For the multi-bay structure of the shopping center near Nantes, France (1988, Rogers/Rice) 94-ft (29 m) high

tubular masts, spaced at 47 ft (14 m), support the roof framework in a spatial fashion from above without

penetration of the roof. Only certain combinations of the 3-dimensional network of rods and struts are activated

under various load actions. Under wind uplift, the tensile rod-strut system forms an inverted V-shaped truss.

An example of the early period is the Patscenter in Princeton, USA (1984, Rogers/Rice).The building consists of

parallel planar guyed structures along the central spine consisting of c.9 m wide portal frames set 11 m on center

that support on top c.15-m high A-frames which consist of inclined pipe columns connected to a large ring plate

from which are suspended steel rods to other ring plates on each side of the spine. Inverted truss action is required

for wind uplift where the central hangers act in compression, hence had to be tubes.

The immense, c.153-m span roof of the beautiful Lufthansa Hangar at the Munich Airport, Guenter Buechl + Fred

Angerer Arch., 1992, is supported by the diagonal cables suspended from the c.56-m tall concrete pylons

The Renault Center, Swindon, U.K. (1983) by Norman Foster and Ove Arup is a spatially guyed structure. Truss-

like portal frames are placed along the 24 x 24-m (79-x79-ft) square bays, but also along the diagonal directions.

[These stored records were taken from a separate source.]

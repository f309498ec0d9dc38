//! RaceStateCache - shared latest-known race state

use contracts::{PositionUpdate, RaceState, TelemetryUpdate};
use tokio::sync::RwLock;
use tracing::trace;

/// Concurrent snapshot cache
///
/// Each `apply_*` call holds the write lock for the whole batch, so a
/// concurrent `snapshot` observes either none or all of that batch.
#[derive(Debug, Default)]
pub struct RaceStateCache {
    state: RwLock<RaceState>,
}

impl RaceStateCache {
    pub fn new() -> Self {
        Self::default()
    }

    /// Seed the cache with an existing state
    pub fn with_state(state: RaceState) -> Self {
        Self {
            state: RwLock::new(state),
        }
    }

    /// Overwrite the stored position of every entity in the batch
    pub async fn apply_positions(&self, batch: &[PositionUpdate]) {
        if batch.is_empty() {
            return;
        }
        let mut state = self.state.write().await;
        state.apply_positions(batch);
        trace!(entries = batch.len(), known = state.positions.len(), "positions applied");
    }

    /// Overwrite the stored telemetry of every entity in the batch
    pub async fn apply_telemetry(&self, batch: &[TelemetryUpdate]) {
        if batch.is_empty() {
            return;
        }
        let mut state = self.state.write().await;
        state.apply_telemetry(batch);
        trace!(entries = batch.len(), known = state.telemetry.len(), "telemetry applied");
    }

    /// Independent copy of the full current state
    pub async fn snapshot(&self) -> RaceState {
        self.state.read().await.clone()
    }

    /// Number of distinct entities known in either category
    pub async fn entity_count(&self) -> usize {
        self.state.read().await.entity_count()
    }

    /// Forget every entity (e.g. between sessions)
    pub async fn clear(&self) {
        let mut state = self.state.write().await;
        state.positions.clear();
        state.telemetry.clear();
    }
}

Rods are suspended from the top of the 16-m (53-ft) high tubular steel masts in the orthogonal and diagonal

directions to support the tapered portal beams at their quarter points. In the center portion the sloped beams are

cable-supported from below. The cable configuration follows the moment diagram of a multi-bay portal

frame with hinged basis under uniform gravity loading by efficiently resolving the moment into compressive

and tensile forces. The slender tubular columns are laterally braced with four prestressed rods that are connected to

their sloped beams thereby providing a moment connection.

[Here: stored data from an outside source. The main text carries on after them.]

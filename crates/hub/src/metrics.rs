//! Hub metrics for observability

use std::sync::atomic::{AtomicU64, Ordering};

use contracts::{DeliveryOutcome, PublishReport};

/// Counters for every publish made through one hub
#[derive(Debug, Default)]
pub struct HubMetrics {
    /// Total publish calls
    publish_count: AtomicU64,
    /// Per-subscriber deliveries that completed
    delivered_count: AtomicU64,
    /// Sends that returned an error
    failed_count: AtomicU64,
    /// Sends that exceeded the send timeout
    timed_out_count: AtomicU64,
    /// Messages dropped because a subscriber queue was full
    queue_full_count: AtomicU64,
    /// Deliveries attempted on an already-closed subscriber
    closed_count: AtomicU64,
}

impl HubMetrics {
    /// Create new metrics instance
    pub fn new() -> Self {
        Self::default()
    }

    /// Fold one publish report into the counters
    pub fn record_report(&self, report: &PublishReport) {
        self.publish_count.fetch_add(1, Ordering::Relaxed);
        for (_, outcome) in &report.outcomes {
            self.record_outcome(outcome);
        }
    }

    /// Count a single delivery outcome
    pub fn record_outcome(&self, outcome: &DeliveryOutcome) {
        let counter = match outcome {
            DeliveryOutcome::Delivered => &self.delivered_count,
            DeliveryOutcome::Failed(_) => &self.failed_count,
            DeliveryOutcome::TimedOut => &self.timed_out_count,
            DeliveryOutcome::QueueFull => &self.queue_full_count,
            DeliveryOutcome::Closed => &self.closed_count,
        };
        counter.fetch_add(1, Ordering::Relaxed);
    }

    pub fn publish_count(&self) -> u64 {
        self.publish_count.load(Ordering::Relaxed)
    }

    pub fn delivered_count(&self) -> u64 {
        self.delivered_count.load(Ordering::Relaxed)
    }

    /// Get snapshot of all metrics
    pub fn snapshot(&self) -> MetricsSnapshot {
        MetricsSnapshot {
            publish_count: self.publish_count(),
            delivered_count: self.delivered_count(),
            failed_count: self.failed_count.load(Ordering::Relaxed),
            timed_out_count: self.timed_out_count.load(Ordering::Relaxed),
            queue_full_count: self.queue_full_count.load(Ordering::Relaxed),
            closed_count: self.closed_count.load(Ordering::Relaxed),
        }
    }
}

/// Snapshot of hub metrics (for reporting)
#[derive(Debug, Clone, Copy, Default)]
pub struct MetricsSnapshot {
    pub publish_count: u64,
    pub delivered_count: u64,
    pub failed_count: u64,
    pub timed_out_count: u64,
    pub queue_full_count: u64,
    pub closed_count: u64,
}

impl MetricsSnapshot {
    /// Deliveries that did not reach their subscriber
    pub fn undelivered(&self) -> u64 {
        self.failed_count + self.timed_out_count + self.queue_full_count + self.closed_count
    }
}

#[cfg(test)]
mod tests {
    use super::*;
    use contracts::SubscriberId;

    #[test]
    fn test_record_report() {
        let metrics = HubMetrics::new();
        metrics.record_report(&PublishReport {
            outcomes: vec![
                (SubscriberId(1), DeliveryOutcome::Delivered),
                (SubscriberId(2), DeliveryOutcome::QueueFull),
                (SubscriberId(3), DeliveryOutcome::Failed("reset".into())),
            ],
        });

        let snapshot = metrics.snapshot();
        assert_eq!(snapshot.publish_count, 1);
        assert_eq!(snapshot.delivered_count, 1);
        assert_eq!(snapshot.queue_full_count, 1);
        assert_eq!(snapshot.undelivered(), 2);
    }
}
//! Normalizer - raw upstream records to stable race samples
//!
//! Total functions: every record either maps to a sample or is skipped.
//! Missing or unreadable fields become `None`, never an error.

use serde_json::Value;

use contracts::{
    ChannelMap, EntityId, OutboundMessage, PositionSample, PositionUpdate, RawBatch, RawRecord,
    TelemetryField, TelemetrySample, TelemetryUpdate, Topic,
};

/// Upstream field carrying the car number
pub const ENTITY_FIELD: &str = "RacingNumber";

/// Upstream field carrying the channel readings of a car data record
pub const CHANNELS_FIELD: &str = "Channels";

/// Read the entity id of a record
///
/// Strings are trimmed and must be non-empty; numbers are rendered as
/// decimal text, without a fraction when integral (`44.0` is car `44`).
/// Anything else has no addressable subject.
pub fn entity_id(record: &RawRecord) -> Option<EntityId> {
    match record.get(ENTITY_FIELD)? {
        Value::String(s) => {
            let trimmed = s.trim();
            (!trimmed.is_empty()).then(|| EntityId::from(trimmed))
        }
        Value::Number(n) => Some(EntityId::from(racing_number(n))),
        _ => None,
    }
}

fn racing_number(n: &serde_json::Number) -> String {
    match n.as_f64() {
        Some(f) if n.is_f64() && f.fract() == 0.0 && f.abs() < i64::MAX as f64 => {
            (f as i64).to_string()
        }
        _ => n.to_string(),
    }
}

/// Finite number from a JSON number or a numeric string
fn number(value: Option<&Value>) -> Option<f64> {
    let n = match value? {
        Value::Number(n) => n.as_f64()?,
        Value::String(s) => s.trim().parse::<f64>().ok()?,
        _ => return None,
    };
    n.is_finite().then_some(n)
}

fn text(value: Option<&Value>) -> Option<String> {
    match value? {
        Value::String(s) => Some(s.clone()),
        Value::Number(n) => Some(n.to_string()),
        Value::Bool(b) => Some(b.to_string()),
        _ => None,
    }
}

/// Normalize one `Position` record
pub fn normalize_position(record: &RawRecord) -> Option<PositionUpdate> {
    let driver = entity_id(record)?;
    Some(PositionUpdate {
        driver,
        pos: PositionSample {
            x: number(record.get("X")),
            y: number(record.get("Y")),
            z: number(record.get("Z")),
            status: text(record.get("Status")),
        },
    })
}

/// Normalize one car data record through a channel table
pub fn normalize_telemetry(record: &RawRecord, channels: &ChannelMap) -> Option<TelemetryUpdate> {
    let driver = entity_id(record)?;
    let readings = record.get(CHANNELS_FIELD).and_then(Value::as_object);
    let read = |field: TelemetryField| readings.and_then(|r| number(r.get(channels.key(field))));

    Some(TelemetryUpdate {
        driver,
        telemetry: TelemetrySample {
            rpm: read(TelemetryField::Rpm),
            speed: read(TelemetryField::Speed),
            gear: read(TelemetryField::Gear),
            throttle: read(TelemetryField::Throttle),
            brake: read(TelemetryField::Brake),
            drs: read(TelemetryField::Drs),
        },
    })
}

/// Result of normalizing one batch
#[derive(Debug, Clone, PartialEq)]
pub struct Normalized {
    /// Outbound message in upstream order; may carry zero entries
    pub message: OutboundMessage,
    /// Records dropped for lack of an entity id
    pub skipped: usize,
}

impl Normalized {
    pub fn produced(&self) -> usize {
        self.message.entry_count()
    }
}

/// Batch normalizer bound to a channel table
#[derive(Debug, Clone, Default)]
pub struct Normalizer {
    channels: ChannelMap,
}

impl Normalizer {
    pub fn new(channels: ChannelMap) -> Self {
        Self { channels }
    }

    pub fn channels(&self) -> &ChannelMap {
        &self.channels
    }

    /// Normalize every record of a batch, preserving order
    pub fn normalize(&self, batch: &RawBatch) -> Normalized {
        let total = batch.records.len();
        let message = match batch.topic {
            Topic::Position => OutboundMessage::Positions(
                batch.records.iter().filter_map(normalize_position).collect(),
            ),
            Topic::Telemetry => OutboundMessage::Telemetry(
                batch
                    .records
                    .iter()
                    .filter_map(|record| normalize_telemetry(record, &self.channels))
                    .collect(),
            ),
        };
        let skipped = total - message.entry_count();
        Normalized { message, skipped }
    }
}

#[cfg(test)]
mod tests {
    use super::*;
    use serde_json::json;

    #[test]
    fn test_channel_mapping() {
        let record = json!({
            "RacingNumber": "44",
            "Channels": {"0": "9000", "2": "310", "3": "7", "4": "80", "5": "0"}
        });

        let update = normalize_telemetry(&record, &ChannelMap::default()).unwrap();
        assert_eq!(update.driver.as_str(), "44");
        assert_eq!(
            update.telemetry,
            TelemetrySample {
                rpm: Some(9000.0),
                speed: Some(310.0),
                gear: Some(7.0),
                throttle: Some(80.0),
                brake: Some(0.0),
                drs: None,
            }
        );
    }

    #[test]
    fn test_unmapped_channels_ignored() {
        let record = json!({
            "RacingNumber": 1,
            "Channels": {"0": 11000, "45": 12, "99": 5}
        });

        let update = normalize_telemetry(&record, &ChannelMap::default()).unwrap();
        assert_eq!(update.driver.as_str(), "1");
        assert_eq!(update.telemetry.rpm, Some(11000.0));
        assert_eq!(update.telemetry.drs, Some(12.0));
        assert_eq!(update.telemetry.speed, None);
    }

    #[test]
    fn test_overridden_channel_table() {
        let channels = ChannelMap {
            drs: "46".to_string(),
            ..Default::default()
        };
        let record = json!({"RacingNumber": "16", "Channels": {"45": 8, "46": 14}});

        let update = normalize_telemetry(&record, &channels).unwrap();
        assert_eq!(update.telemetry.drs, Some(14.0));
    }

    #[test]
    fn test_missing_channels_yields_empty_sample() {
        let record = json!({"RacingNumber": "16"});
        let update = normalize_telemetry(&record, &ChannelMap::default()).unwrap();
        assert_eq!(update.telemetry, TelemetrySample::default());
    }

    #[test]
    fn test_skip_without_entity() {
        let channels = ChannelMap::default();
        for record in [
            json!({"X": 1.0}),
            json!({"RacingNumber": "", "X": 1.0}),
            json!({"RacingNumber": "   "}),
            json!({"RacingNumber": null}),
            json!({"RacingNumber": true}),
            json!({"RacingNumber": {"n": 1}}),
            json!("not a record"),
            json!([1, 2, 3]),
        ] {
            assert!(normalize_position(&record).is_none(), "{record}");
            assert!(normalize_telemetry(&record, &channels).is_none(), "{record}");
        }
    }

    #[test]
    fn test_numeric_racing_numbers_match_text_form() {
        for (raw, expected) in [
            (json!(44), "44"),
            (json!(44.0), "44"),
            (json!(" 44 "), "44"),
            (json!(-3.0), "-3"),
            (json!(4.5), "4.5"),
        ] {
            let id = entity_id(&json!({"RacingNumber": raw})).unwrap();
            assert_eq!(id.as_str(), expected, "{raw}");
        }
    }

    #[test]
    fn test_position_fields() {
        let record = json!({
            "RacingNumber": " 81 ",
            "X": -1234.5,
            "Y": "678",
            "Z": "n/a",
            "Status": "OnTrack"
        });

        let update = normalize_position(&record).unwrap();
        assert_eq!(update.driver.as_str(), "81");
        assert_eq!(update.pos.x, Some(-1234.5));
        assert_eq!(update.pos.y, Some(678.0));
        assert_eq!(update.pos.z, None);
        assert_eq!(update.pos.status.as_deref(), Some("OnTrack"));
    }

    #[test]
    fn test_batch_keeps_order_and_counts_skips() {
        let batch = RawBatch::new(
            Topic::Position,
            vec![
                json!({"RacingNumber": "1", "X": 1}),
                json!({"X": 2}),
                json!({"RacingNumber": "44", "X": 3}),
            ],
        );

        let normalized = Normalizer::default().normalize(&batch);
        assert_eq!(normalized.produced(), 2);
        assert_eq!(normalized.skipped, 1);
        match normalized.message {
            OutboundMessage::Positions(updates) => {
                let drivers: Vec<_> = updates.iter().map(|u| u.driver.as_str()).collect();
                assert_eq!(drivers, vec!["1", "44"]);
            }
            other => panic!("unexpected message {other:?}"),
        }
    }
}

Whereas before, the cables supported a rigid cylindrical roof structure, in the Schlumberger Research Center,

Cambridge, UK (1985, Hopkins/Hunt) it is a spatial domelike undulating tensile fabric membrane. The ship like

masts and rigging as well as its high level technology and detailing reminds one of Roger's earlier work. The central

portion of the building is subdivided by four parallel exposed portal steel frames into three bays, each 24 x 18 m (79

x 59 ft) in size. It consists of horizontal 24-m (79-ft) open triangulated truss girders and nearly 8-ft (c.2.5 m) wide

vertical trusses which support two pairs of upper and lower booms. The two inclined upper tubular masts are

supported by tie rods, which are braced by lower masts (struts). Cables are suspended from the masts to give

support to two parallel ridge cables at certain pick-up points. The translucent Teflon coated fiberglass membrane is

clamped and stretched between ridge cables and steel work.

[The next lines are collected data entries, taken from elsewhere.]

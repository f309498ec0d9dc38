//! FeedSupervisor - runs a feed source under a retry policy

use tokio::sync::watch;
use tracing::{error, info, instrument, warn};

use contracts::RetryPolicy;

use crate::queue::FeedSender;
use crate::source::FeedSource;

/// How supervision ended
#[derive(Debug, Clone, Copy, PartialEq, Eq)]
pub enum FeedExit {
    /// The source ended cleanly
    Completed,
    /// Consecutive failures exhausted the retry policy
    GaveUp { failures: u32 },
    /// Shutdown was requested
    Shutdown,
}

/// Runs one feed source, retrying failures with exponential backoff
///
/// The failure count resets whenever an attempt managed to queue at least
/// one batch, so a long-lived feed that drops occasionally keeps retrying.
pub struct FeedSupervisor<S> {
    source: S,
    policy: RetryPolicy,
    feed: FeedSender,
    shutdown: watch::Receiver<bool>,
}

impl<S: FeedSource> FeedSupervisor<S> {
    pub fn new(
        source: S,
        policy: RetryPolicy,
        feed: FeedSender,
        shutdown: watch::Receiver<bool>,
    ) -> Self {
        Self {
            source,
            policy,
            feed,
            shutdown,
        }
    }

    #[instrument(name = "feed_supervisor", skip(self), fields(source = %self.source.name()))]
    pub async fn run(mut self) -> FeedExit {
        let mut failures: u32 = 0;
        let mut attempt: u64 = 0;

        loop {
            attempt += 1;
            let delivered_before = self.feed.delivered_batches();
            info!(attempt, "Starting feed");

            let result = tokio::select! {
                _ = wait_shutdown(&mut self.shutdown) => return FeedExit::Shutdown,
                result = self.source.run(&self.feed) => result,
            };

            let err = match result {
                Ok(()) => {
                    info!(attempt, "Feed completed");
                    return FeedExit::Completed;
                }
                Err(e) => e,
            };

            if self.feed.delivered_batches() > delivered_before {
                failures = 0;
            }
            failures += 1;
            observability::metrics::record_feed_failure(self.source.name());
            error!(attempt, failures, error = %err, "Feed failed");

            if !self.policy.should_retry(failures) {
                error!(failures, "Retry policy exhausted, feed stopped");
                return FeedExit::GaveUp { failures };
            }

            let delay = self.policy.backoff(failures);
            warn!(delay_ms = delay.as_millis() as u64, "Retrying feed after backoff");
            tokio::select! {
                _ = wait_shutdown(&mut self.shutdown) => return FeedExit::Shutdown,
                _ = tokio::time::sleep(delay) => {}
            }
        }
    }
}

async fn wait_shutdown(rx: &mut watch::Receiver<bool>) {
    loop {
        let stop = *rx.borrow_and_update();
        if stop || rx.changed().await.is_err() {
            return;
        }
    }
}

#[cfg(test)]
mod tests {
    use super::*;
    use crate::error::{IngestionError, Result};
    use crate::queue::feed_channel;
    use contracts::IngestionConfig;
    use serde_json::json;
    use std::collections::VecDeque;
    use std::sync::atomic::{AtomicU32, Ordering};
    use std::sync::Arc;
    use std::time::Duration;

    /// Scripted attempt results; `true` delivers one batch before the result
    struct ScriptedFeed {
        script: VecDeque<(bool, bool)>,
        attempts: Arc<AtomicU32>,
    }

    impl ScriptedFeed {
        fn new(script: &[(bool, bool)]) -> (Self, Arc<AtomicU32>) {
            let attempts = Arc::new(AtomicU32::new(0));
            let feed = Self {
                script: script.iter().copied().collect(),
                attempts: Arc::clone(&attempts),
            };
            (feed, attempts)
        }
    }

    impl FeedSource for ScriptedFeed {
        fn name(&self) -> &str {
            "scripted"
        }

        async fn run(&mut self, feed: &FeedSender) -> Result<()> {
            self.attempts.fetch_add(1, Ordering::SeqCst);
            let (deliver, succeed) = self.script.pop_front().unwrap_or((false, false));
            if deliver {
                feed.deliver("Position.z", json!([{"RacingNumber": "1"}]))
                    .await?;
            }
            if succeed {
                Ok(())
            } else {
                Err(IngestionError::feed("scripted", "connection dropped"))
            }
        }
    }

    fn fast_policy(max_attempts: u32) -> RetryPolicy {
        RetryPolicy {
            initial_backoff_ms: 1,
            max_backoff_ms: 5,
            multiplier: 2.0,
            max_attempts,
        }
    }

    #[tokio::test]
    async fn test_clean_end_completes() {
        let (sender, _receivers) = feed_channel(&IngestionConfig::default());
        let (_tx, shutdown) = watch::channel(false);
        let (feed, attempts) = ScriptedFeed::new(&[(false, false), (false, true)]);

        let exit = FeedSupervisor::new(feed, fast_policy(5), sender, shutdown)
            .run()
            .await;

        assert_eq!(exit, FeedExit::Completed);
        assert_eq!(attempts.load(Ordering::SeqCst), 2);
    }

    #[tokio::test]
    async fn test_gives_up_after_max_attempts() {
        let (sender, _receivers) = feed_channel(&IngestionConfig::default());
        let (_tx, shutdown) = watch::channel(false);
        let (feed, attempts) = ScriptedFeed::new(&[]);

        let exit = FeedSupervisor::new(feed, fast_policy(3), sender, shutdown)
            .run()
            .await;

        assert_eq!(exit, FeedExit::GaveUp { failures: 3 });
        assert_eq!(attempts.load(Ordering::SeqCst), 3);
    }

    #[tokio::test]
    async fn test_no_retry_policy_stops_after_first_failure() {
        let (sender, _receivers) = feed_channel(&IngestionConfig::default());
        let (_tx, shutdown) = watch::channel(false);
        let (feed, attempts) = ScriptedFeed::new(&[]);

        let exit = FeedSupervisor::new(feed, RetryPolicy::no_retry(), sender, shutdown)
            .run()
            .await;

        assert_eq!(exit, FeedExit::GaveUp { failures: 1 });
        assert_eq!(attempts.load(Ordering::SeqCst), 1);
    }

    #[tokio::test]
    async fn test_progress_resets_failure_count() {
        let (sender, _receivers) = feed_channel(&IngestionConfig::default());
        let (_tx, shutdown) = watch::channel(false);
        // An attempt that made progress counts as the first failure of a
        // new run, so with two allowed only the final pair gives up
        let (feed, attempts) = ScriptedFeed::new(&[
            (false, false),
            (true, false),
            (true, false),
            (true, false),
            (false, false),
        ]);

        let exit = FeedSupervisor::new(feed, fast_policy(2), sender, shutdown)
            .run()
            .await;

        assert_eq!(exit, FeedExit::GaveUp { failures: 2 });
        assert_eq!(attempts.load(Ordering::SeqCst), 5);
    }

    #[tokio::test]
    async fn test_shutdown_interrupts_backoff() {
        let (sender, _receivers) = feed_channel(&IngestionConfig::default());
        let (tx, shutdown) = watch::channel(false);
        let (feed, _) = ScriptedFeed::new(&[]);
        let policy = RetryPolicy {
            initial_backoff_ms: 60_000,
            max_backoff_ms: 60_000,
            ..Default::default()
        };

        let task = tokio::spawn(FeedSupervisor::new(feed, policy, sender, shutdown).run());
        tokio::time::sleep(Duration::from_millis(20)).await;
        tx.send(true).unwrap();

        let exit = tokio::time::timeout(Duration::from_secs(5), task)
            .await
            .unwrap()
            .unwrap();
        assert_eq!(exit, FeedExit::Shutdown);
    }
}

Quite different in spirit are the slender and minimal abstract planar, tree-like c.30-m (100-ft) high masts for the

Horst Korber Sports Center in Berlin, Germany (1990, Christoph Langhof) with their five branches linked by

cables from which the light cable roof trusses are hung but only on one side (i.e. asymmetry). The symmetrical

abstract forms of the masts are completely opposite in expression from the tectonic shapes of most of the other

examples which have been shown, they don't seem to give support.

The huge steel trees of the Stuttgart Airport Terminal, Stuttgart, Germany (1991, von Gerkan & Marg) with their

spatial strut work of slender branches give a continuous arched support to the roof structure thereby eliminating the

separation between column and slab. The tree columns put tension on the roof plate and compression in the

branches; they are spaced on a grid of about 21 x 32 m (70 x 106 ft).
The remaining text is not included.